Bollard bets a $billion
Media Release
Tuesday 12th June 2007
Bollard bets a $billion
“Bollard is in crisis mode” says John Pemberton, Finance Spokesman, DSC. “No sooner has the predictable effect of the OCR increase occurred - the continued rise of our exchange rate – than he falls back on the last resort of many in dire straights. He gambles by putting a $billion Kiwi into the pot.”
“A billion Kiwi dollars, a mere pittance in relation to the huge amount of liquid dollars sloshing around the world from one currency market to another. He plays a game which even the big boys like the Bank of England have played and failed. Alan Bollard will shortly wish he had opted out of re-signing his five year contract.”
“For too long now the ignorance of Reserve Bank Governors, the current one and his predecessors, has seen them interfere in the running of economy,”says Pemberton. “They create boom and bust cycles that have at the worst destroyed our economy, and at the best, hindered its growth.”
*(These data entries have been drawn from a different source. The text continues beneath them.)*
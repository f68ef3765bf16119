//! Uniform grid over the world holding infected agents
//!
//! Cell size equals the interaction radius, so a 3x3 scan around any
//! point finds every agent within that radius. Only infected agents are
//! stored; membership is reconciled once per tick through
//! [`SpatialGrid::reinsert_if_still_infected`].

use crate::core::types::{AgentId, Vec2};
use crate::entity::agent::CellCoord;
use crate::entity::{Agent, HealthState};

#[derive(Debug, Clone)]
pub struct SpatialGrid {
    width: usize,
    height: usize,
    cell_size: f64,
    cells: Vec<Vec<AgentId>>,
    len: usize,
}

impl SpatialGrid {
    /// Grid of `ceil(world_width / cell_size) x ceil(world_height / cell_size)` cells
    pub fn new(world_width: f64, world_height: f64, cell_size: f64) -> Self {
        let width = ((world_width / cell_size).ceil() as usize).max(1);
        let height = ((world_height / cell_size).ceil() as usize).max(1);
        Self {
            width,
            height,
            cell_size,
            cells: vec![Vec::new(); width * height],
            len: 0,
        }
    }

    #[inline]
    pub fn dimensions(&self) -> (usize, usize) {
        (self.width, self.height)
    }

    /// Number of agents currently stored
    #[inline]
    pub fn len(&self) -> usize {
        self.len
    }

    #[inline]
    pub fn is_empty(&self) -> bool {
        self.len == 0
    }

    /// Convert world position to cell coordinates, clamped into the grid
    #[inline]
    pub fn cell_of(&self, pos: Vec2) -> CellCoord {
        let x = (pos.x / self.cell_size).floor() as i64;
        let y = (pos.y / self.cell_size).floor() as i64;
        (
            x.clamp(0, self.width as i64 - 1) as usize,
            y.clamp(0, self.height as i64 - 1) as usize,
        )
    }

    #[inline]
    fn index(&self, (x, y): CellCoord) -> usize {
        y * self.width + x
    }

    pub fn cell(&self, coord: CellCoord) -> &[AgentId] {
        &self.cells[self.index(coord)]
    }

    /// Store the agent in the cell under its current position
    ///
    /// The cell is cached on the agent for removal. Inserting an agent
    /// that is already present moves it rather than duplicating it.
    pub fn insert(&mut self, id: AgentId, agent: &mut Agent) {
        if agent.grid_cell.is_some() {
            self.remove(id, agent);
        }
        let coord = self.cell_of(agent.position());
        let idx = self.index(coord);
        self.cells[idx].push(id);
        agent.grid_cell = Some(coord);
        self.len += 1;
    }

    /// Erase the agent from the cell it was inserted into
    ///
    /// Uses the cached cell, not the current position, since the agent has
    /// usually moved since insertion. Returns whether it was present.
    pub fn remove(&mut self, id: AgentId, agent: &mut Agent) -> bool {
        let Some(coord) = agent.grid_cell.take() else {
            return false;
        };
        let idx = self.index(coord);
        let cell = &mut self.cells[idx];
        match cell.iter().position(|&e| e == id) {
            Some(pos) => {
                cell.swap_remove(pos);
                self.len -= 1;
                true
            }
            None => {
                debug_assert!(false, "{:?} cached cell {:?} but was not in it", id, coord);
                false
            }
        }
    }

    /// Remove the agent, then put it back under its current position only
    /// if it is still infected
    ///
    /// Returns whether the agent is in the grid afterwards.
    pub fn reinsert_if_still_infected(&mut self, id: AgentId, agent: &mut Agent) -> bool {
        self.remove(id, agent);
        if agent.health() == HealthState::Infected {
            self.insert(id, agent);
            true
        } else {
            false
        }
    }

    /// Stored agents strictly closer than `radius` to `point`
    ///
    /// Scans the 3x3 block around the point's cell (fewer at the edges).
    /// Cells are disjoint, so no deduplication is needed.
    pub fn neighbors_within(&self, point: Vec2, radius: f64, agents: &[Agent]) -> Vec<AgentId> {
        let mut found = Vec::new();
        self.for_each_within(point, radius, agents, |id| found.push(id));
        found
    }

    /// Visitor form of [`Self::neighbors_within`], avoids the allocation
    pub fn for_each_within(
        &self,
        point: Vec2,
        radius: f64,
        agents: &[Agent],
        mut visit: impl FnMut(AgentId),
    ) {
        let (cx, cy) = self.cell_of(point);
        let x_range = cx.saturating_sub(1)..=(cx + 1).min(self.width - 1);
        for y in cy.saturating_sub(1)..=(cy + 1).min(self.height - 1) {
            for x in x_range.clone() {
                for &id in &self.cells[self.index((x, y))] {
                    if agents[id.index()].position().distance(&point) < radius {
                        visit(id);
                    }
                }
            }
        }
    }

    /// Every stored agent, cell by cell
    pub fn iter(&self) -> impl Iterator<Item = AgentId> + '_ {
        self.cells.iter().flatten().copied()
    }

    /// Whether the agent sits in the cell it has cached
    pub fn contains(&self, id: AgentId, agent: &Agent) -> bool {
        agent
            .grid_cell
            .is_some_and(|coord| self.cell(coord).contains(&id))
    }
}

#[cfg(test)]
mod tests {
    use super::*;
    use crate::entity::AgentTraits;

    fn agent_at(x: f64, y: f64, health: HealthState) -> Agent {
        let traits = AgentTraits {
            speed: 0.0,
            angular_volatility: 0.0,
            recovery_threshold: 300.0,
            death_risk_per_tick: 0.0,
            vaccination_chance_per_tick: 0.0,
            teleport: None,
        };
        Agent::new(Vec2::new(x, y), 0.0, health, &traits)
    }

    #[test]
    fn test_dimensions_round_up() {
        let grid = SpatialGrid::new(600.0, 400.0, 35.0);
        assert_eq!(grid.dimensions(), (18, 12));
        let tiny = SpatialGrid::new(10.0, 10.0, 50.0);
        assert_eq!(tiny.dimensions(), (1, 1));
    }

    #[test]
    fn test_cell_of_clamps_upper_boundary() {
        let grid = SpatialGrid::new(100.0, 100.0, 10.0);
        assert_eq!(grid.cell_of(Vec2::new(100.0, 100.0)), (9, 9));
        assert_eq!(grid.cell_of(Vec2::new(150.0, -3.0)), (9, 0));
        assert_eq!(grid.cell_of(Vec2::new(15.0, 25.0)), (1, 2));
    }

    #[test]
    fn test_remove_uses_cached_cell() {
        let mut grid = SpatialGrid::new(100.0, 100.0, 10.0);
        let mut agents = vec![agent_at(5.0, 5.0, HealthState::Infected)];
        let id = AgentId(0);
        grid.insert(id, &mut agents[0]);
        assert_eq!(agents[0].grid_cell(), Some((0, 0)));

        // Teleport far away without telling the grid
        agents[0].set_position(Vec2::new(95.0, 95.0));
        assert!(grid.remove(id, &mut agents[0]));
        assert!(grid.is_empty());
        assert!(grid.cell((0, 0)).is_empty());
        assert_eq!(agents[0].grid_cell(), None);
    }

    #[test]
    fn test_reinsert_tracks_movement_and_health() {
        let mut grid = SpatialGrid::new(100.0, 100.0, 10.0);
        let mut agents = vec![agent_at(5.0, 5.0, HealthState::Infected)];
        let id = AgentId(0);
        grid.insert(id, &mut agents[0]);

        agents[0].set_position(Vec2::new(55.0, 25.0));
        assert!(grid.reinsert_if_still_infected(id, &mut agents[0]));
        assert_eq!(agents[0].grid_cell(), Some((5, 2)));
        assert_eq!(grid.cell((5, 2)), &[id]);
        assert_eq!(grid.len(), 1);

        agents[0].set_health(HealthState::Recovered);
        assert!(!grid.reinsert_if_still_infected(id, &mut agents[0]));
        assert!(grid.is_empty());
        assert!(!grid.contains(id, &agents[0]));
    }

    #[test]
    fn test_reinsert_is_idempotent() {
        let mut grid = SpatialGrid::new(100.0, 100.0, 10.0);
        let mut agents = vec![agent_at(42.0, 17.0, HealthState::Infected)];
        let id = AgentId(0);
        grid.reinsert_if_still_infected(id, &mut agents[0]);
        let once: Vec<_> = grid.iter().collect();
        let cell_once = agents[0].grid_cell();
        grid.reinsert_if_still_infected(id, &mut agents[0]);
        assert_eq!(grid.iter().collect::<Vec<_>>(), once);
        assert_eq!(agents[0].grid_cell(), cell_once);
        assert_eq!(grid.len(), 1);
    }

    #[test]
    fn test_double_insert_does_not_duplicate() {
        let mut grid = SpatialGrid::new(100.0, 100.0, 10.0);
        let mut agents = vec![agent_at(42.0, 17.0, HealthState::Infected)];
        grid.insert(AgentId(0), &mut agents[0]);
        grid.insert(AgentId(0), &mut agents[0]);
        assert_eq!(grid.len(), 1);
        assert_eq!(grid.iter().count(), 1);
    }

    #[test]
    fn test_neighbors_within_filters_by_distance() {
        let mut grid = SpatialGrid::new(100.0, 100.0, 10.0);
        let mut agents = vec![
            agent_at(50.0, 50.0, HealthState::Infected),
            agent_at(55.0, 50.0, HealthState::Infected),
            agent_at(59.0, 59.0, HealthState::Infected),
            agent_at(80.0, 80.0, HealthState::Infected),
        ];
        for (i, agent) in agents.iter_mut().enumerate() {
            grid.insert(AgentId(i as u32), agent);
        }

        let mut found = grid.neighbors_within(Vec2::new(51.0, 51.0), 10.0, &agents);
        found.sort();
        assert_eq!(found, vec![AgentId(0), AgentId(1)]);
    }

    #[test]
    fn test_neighbors_within_is_strict() {
        let mut grid = SpatialGrid::new(100.0, 100.0, 10.0);
        let mut agents = vec![agent_at(10.0, 0.0, HealthState::Infected)];
        grid.insert(AgentId(0), &mut agents[0]);
        assert!(grid.neighbors_within(Vec2::new(0.0, 0.0), 10.0, &agents).is_empty());
        assert_eq!(grid.neighbors_within(Vec2::new(0.5, 0.0), 10.0, &agents).len(), 1);
    }

    #[test]
    fn test_neighbors_at_corner() {
        let mut grid = SpatialGrid::new(100.0, 100.0, 10.0);
        let mut agents = vec![agent_at(100.0, 100.0, HealthState::Infected)];
        grid.insert(AgentId(0), &mut agents[0]);
        let found = grid.neighbors_within(Vec2::new(95.0, 99.0), 10.0, &agents);
        assert_eq!(found, vec![AgentId(0)]);
    }
}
“We have been encouraged to work smarter, to produce more wealth for the nation, to not only benefit our families directly, but to ensure that we could have great hospitals, schools, roads, sewage systems, water supplies and electricity for our communities.”
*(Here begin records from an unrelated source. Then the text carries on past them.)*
//! Health states, transitions and per-state tallies

use std::fmt;

use serde::{Deserialize, Serialize};

/// Health of one agent
///
/// Recovered, Dead and Vaccinated are terminal.
#[derive(Debug, Clone, Copy, PartialEq, Eq, Hash, Serialize, Deserialize)]
pub enum HealthState {
    Susceptible,
    Infected,
    Recovered,
    Dead,
    Vaccinated,
}

impl HealthState {
    pub const ALL: [HealthState; 5] = [
        HealthState::Susceptible,
        HealthState::Infected,
        HealthState::Recovered,
        HealthState::Dead,
        HealthState::Vaccinated,
    ];

    pub fn is_terminal(self) -> bool {
        matches!(
            self,
            HealthState::Recovered | HealthState::Dead | HealthState::Vaccinated
        )
    }

    /// Whether the state machine allows moving from `self` to `next`
    pub fn can_become(self, next: HealthState) -> bool {
        matches!(
            (self, next),
            (HealthState::Susceptible, HealthState::Infected)
                | (HealthState::Susceptible, HealthState::Vaccinated)
                | (HealthState::Infected, HealthState::Dead)
                | (HealthState::Infected, HealthState::Recovered)
        )
    }

    pub fn name(self) -> &'static str {
        match self {
            HealthState::Susceptible => "Susceptible",
            HealthState::Infected => "Infected",
            HealthState::Recovered => "Recovered",
            HealthState::Dead => "Dead",
            HealthState::Vaccinated => "Vaccinated",
        }
    }
}

impl fmt::Display for HealthState {
    fn fmt(&self, f: &mut fmt::Formatter<'_>) -> fmt::Result {
        f.write_str(self.name())
    }
}

/// Terminal transition reported by `Agent::step`
#[derive(Debug, Clone, Copy, PartialEq, Eq, Hash)]
pub enum Transition {
    Recovered,
    Died,
    Vaccinated,
}

impl Transition {
    /// State the agent left
    pub fn source(self) -> HealthState {
        match self {
            Transition::Recovered | Transition::Died => HealthState::Infected,
            Transition::Vaccinated => HealthState::Susceptible,
        }
    }

    /// State the agent entered
    pub fn target(self) -> HealthState {
        match self {
            Transition::Recovered => HealthState::Recovered,
            Transition::Died => HealthState::Dead,
            Transition::Vaccinated => HealthState::Vaccinated,
        }
    }
}

/// Number of agents in each health state
#[derive(Debug, Clone, Copy, Default, PartialEq, Eq, Hash, Serialize, Deserialize)]
pub struct HealthCounts {
    pub susceptible: u32,
    pub infected: u32,
    pub recovered: u32,
    pub dead: u32,
    pub vaccinated: u32,
}

impl HealthCounts {
    pub fn get(&self, state: HealthState) -> u32 {
        match state {
            HealthState::Susceptible => self.susceptible,
            HealthState::Infected => self.infected,
            HealthState::Recovered => self.recovered,
            HealthState::Dead => self.dead,
            HealthState::Vaccinated => self.vaccinated,
        }
    }

    fn slot_mut(&mut self, state: HealthState) -> &mut u32 {
        match state {
            HealthState::Susceptible => &mut self.susceptible,
            HealthState::Infected => &mut self.infected,
            HealthState::Recovered => &mut self.recovered,
            HealthState::Dead => &mut self.dead,
            HealthState::Vaccinated => &mut self.vaccinated,
        }
    }

    pub(crate) fn increment(&mut self, state: HealthState) {
        *self.slot_mut(state) += 1;
    }

    /// Move one unit from `from` to `to`
    pub(crate) fn shift(&mut self, from: HealthState, to: HealthState) {
        let source = self.slot_mut(from);
        debug_assert!(*source > 0, "no {} agent to move", from);
        *source = source.saturating_sub(1);
        self.increment(to);
    }

    pub fn total(&self) -> u32 {
        self.susceptible + self.infected + self.recovered + self.dead + self.vaccinated
    }

    /// Share of the living population that is immune (recovered or vaccinated)
    ///
    /// Returns 0.0 when nobody is alive.
    pub fn immunity(&self) -> f64 {
        let living = self.total() - self.dead;
        if living == 0 {
            return 0.0;
        }
        (self.recovered + self.vaccinated) as f64 / living as f64
    }

    pub fn iter(&self) -> impl Iterator<Item = (HealthState, u32)> + '_ {
        HealthState::ALL.into_iter().map(move |s| (s, self.get(s)))
    }
}

impl fmt::Display for HealthCounts {
    fn fmt(&self, f: &mut fmt::Formatter<'_>) -> fmt::Result {
        for (state, count) in self.iter() {
            writeln!(f, "{}: {}", state, count)?;
        }
        Ok(())
    }
}

#[cfg(test)]
mod tests {
    use super::*;

    #[test]
    fn test_terminal_states_have_no_exits() {
        for from in HealthState::ALL.into_iter().filter(|s| s.is_terminal()) {
            for to in HealthState::ALL {
                assert!(!from.can_become(to), "{} -> {} should be impossible", from, to);
            }
        }
    }

    #[test]
    fn test_transition_endpoints_are_legal() {
        for t in [Transition::Recovered, Transition::Died, Transition::Vaccinated] {
            assert!(t.source().can_become(t.target()));
        }
    }

    #[test]
    fn test_shift_preserves_total() {
        let mut counts = HealthCounts {
            susceptible: 3,
            infected: 2,
            ..Default::default()
        };
        counts.shift(HealthState::Susceptible, HealthState::Infected);
        counts.shift(HealthState::Infected, HealthState::Dead);
        assert_eq!(counts.total(), 5);
        assert_eq!(counts.susceptible, 2);
        assert_eq!(counts.infected, 2);
        assert_eq!(counts.dead, 1);
    }

    #[test]
    fn test_immunity_ignores_dead() {
        let counts = HealthCounts {
            susceptible: 2,
            infected: 0,
            recovered: 1,
            dead: 6,
            vaccinated: 1,
        };
        assert!((counts.immunity() - 0.5).abs() < 1e-12);
        let all_dead = HealthCounts {
            dead: 4,
            ..Default::default()
        };
        assert_eq!(all_dead.immunity(), 0.0);
    }

    #[test]
    fn test_display_lists_every_state() {
        let text = HealthCounts {
            susceptible: 9,
            infected: 1,
            ..Default::default()
        }
        .to_string();
        assert_eq!(
            text,
            "Susceptible: 9\nInfected: 1\nRecovered: 0\nDead: 0\nVaccinated: 0\n"
        );
    }
}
“Anger is mounting throughout New Zealand as we are frustrated at every turn. Interest rate increases have made: housing unaffordable; water and rate increases unbearable; business survival difficult; exporters’ success turn to failure; and inflation that eats away our incomes faster than we can earn them.”
“Who is to blame?” Pemberton asks. “The Gambling Governor, that’s who! A man in crisis, dicing with the remaining spoils, is being cheered on the sidelines by Michael Cullen, the Labour government, John Key and the National Party.”
“With this mad gamble, Bollard has finally demonstrated he is bereft of ideas. The Reserve Bank of New Zealand, with its entire infrastructure, is now a tainted institution. It is a lackey and tool of corporate powers that strip this country of its assets.”
“The Reserve Bank of New Zealand, in its current form, should be abolished.”